The story got back to the widower Morgan, and not too surprisingly he looked up the girl. He found her "pretty as she was patriotic" and proposed to her. They were married on 14 December by Bishop-General Polk, and the ceremony was an occasion for celebration among Confederate troops and the enthusiastically pro-rebel citizens of Murfreesboro. There was so much celebration, in fact, that the discipline of the Confederate Army of Tennessee unraveled a bit. According to a story that made the rounds at the time, a new recruit was given a dollar and told to go buy food and drink from the sutler. He came back with 90 cents worth of whiskey and 10 cents worth of food, and was chewed out for buying so much food.

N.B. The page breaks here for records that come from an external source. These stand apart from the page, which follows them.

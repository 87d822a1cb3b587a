use std::path::PathBuf;

use thiserror::Error;

#[derive(Error, Debug)]
pub enum ShiftError {
    #[error("{0}")]
    Usage(#[from] clap::Error),
    #[error("palette file '{}' not found", .0.display())]
    MissingPalette(PathBuf),
    #[error("{context}: could not parse {token:?} as an integer")]
    Parse { context: String, token: String },
    #[error("palette line {line}: expected at least 3 channels, found {found}")]
    ChannelCount { line: usize, found: usize },
    #[error("palette has {found} entries, expected {expected}")]
    PaletteSize { expected: usize, found: usize },
    #[error("palette is empty")]
    EmptyPalette,
    #[error("I/O error\n{0}")]
    Io(#[from] std::io::Error),
    #[error("could not parse JSON palette file\n{0}")]
    Json(#[from] serde_json::Error),
    #[error("could not parse RON palette file\n{0}")]
    Ron(#[from] ron::error::SpannedError),
}
//! Reload-survival demo: two "module lifetimes" sharing one keyed store

use pegboard::{bootstrap, SlotAccessor};

const KEY: &str = "demo-shared-state";

fn module_lifetime_one() {
    println!("1. First module lifetime: bootstrap and write");
    let store = bootstrap::lookup_or_create(KEY);
    let visits = SlotAccessor::new(&store, 0u32);
    visits.update(|prev| prev + 1);
    println!("   visits = {}", visits.get());
    // All handles drop here; the registry keeps the store alive.
}

fn module_lifetime_two() {
    println!("\n2. Second module lifetime: the same key recovers the state");
    let store = bootstrap::lookup_or_create(KEY);
    println!("   recovered {} slot(s)", store.slot_count());
    println!(
        "   visits = {:?}",
        store.snapshot().value_of::<u32>(0)
    );
}

fn main() {
    println!("=== Reload Survival ===\n");
    module_lifetime_one();
    module_lifetime_two();
}
//! Counter application demonstrating slot accessors and the re-render loop

use pegboard::{listener, ExternalStore, SlotAccessor, SlotStore};

fn main() {
    println!("=== Counter Application ===\n");

    println!("1. Claiming two slots");
    let store = SlotStore::new();
    let count = SlotAccessor::new(&store, 0i32);
    let label = SlotAccessor::new(&store, String::from("clicks"));
    println!("   count  -> slot {}", count.index());
    println!("   label  -> slot {}", label.index());

    println!("\n2. Subscribing a change listener");
    let _sub = store.subscribe(listener(|| {
        println!("   [notify] state changed");
    }));

    println!("\n3. Writing through the setters");
    let mut last_rendered = store.snapshot();
    for _ in 0..3 {
        count.update(|prev| prev + 1);

        let next = store.snapshot();
        if !SlotStore::snapshot_unchanged(&last_rendered, &next) {
            println!("   [render] {} {}", count.get(), label.get());
            last_rendered = next;
        }
    }

    println!("\n4. Writing an identical value (gated, no notify, no render)");
    count.set(count.get());
    let next = store.snapshot();
    println!(
        "   snapshot unchanged: {}",
        SlotStore::snapshot_unchanged(&last_rendered, &next)
    );

    println!("\nFinal state: {} {}", count.get(), label.get());
}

Some of Morgan's men worried that their commander was overly distracted by the company of his new wife. "They say we are a love-sick couple," Mattie wrote shortly after the wedding. However, the next week he took them raiding again north into Kentucky, striking fear into the Yankees and in general raising hell. He and his men got back to their starting point in early January after having taken almost 2,000 prisoners, burned two major railroad trestles and four bridges, and destroyed almost two million dollars of Federal supplies, at minimal cost to the raiding party.
Even before Morgan had set out, on 10 December Forrest received orders from Bragg instructing him to "throw his command rapidly over the Tennessee River and precipitate it upon the enemy's lines, break up railroads, burn bridges, destroy depots, capture hospitals and guards, and harass him generally." The objective was to hinder Grant's offensive operations against Vicksburg. Forrest would do a very good job of hindering Grant -- but for the moment, neither Morgan nor Forrest were causing direct trouble for Rosecrans.
While all this was happening, Rosecrans remained on the defensive, despite loud complaints from Washington. In response to War Department prods, he replied that he wanted to "lull [the rebels] into security", then "press them solidly", and "endeavor to make an end to them." His superiors were tired of delays and rationalizations. On 4 December, Rosecrans received a message from Halleck:
BEGIN_QUOTE:
The President is very impatient at your long stay in Nashville. The favorable season for your campaign will soon be over. You give Bragg time to supply himself by plundering the country your army should have occupied. Twice have I asked to designate someone to command your army. If you remain one more week at Nashville, I cannot prevent your removal.
END_QUOTE
Rosecrans replied blandly: "I need no other stimulus to make me do my duty than the knowledge of what it is. To threats of removal or the like I must be permitted to say that I am insensible." Fighting Rosey would move when he damn well thought he was ready to move.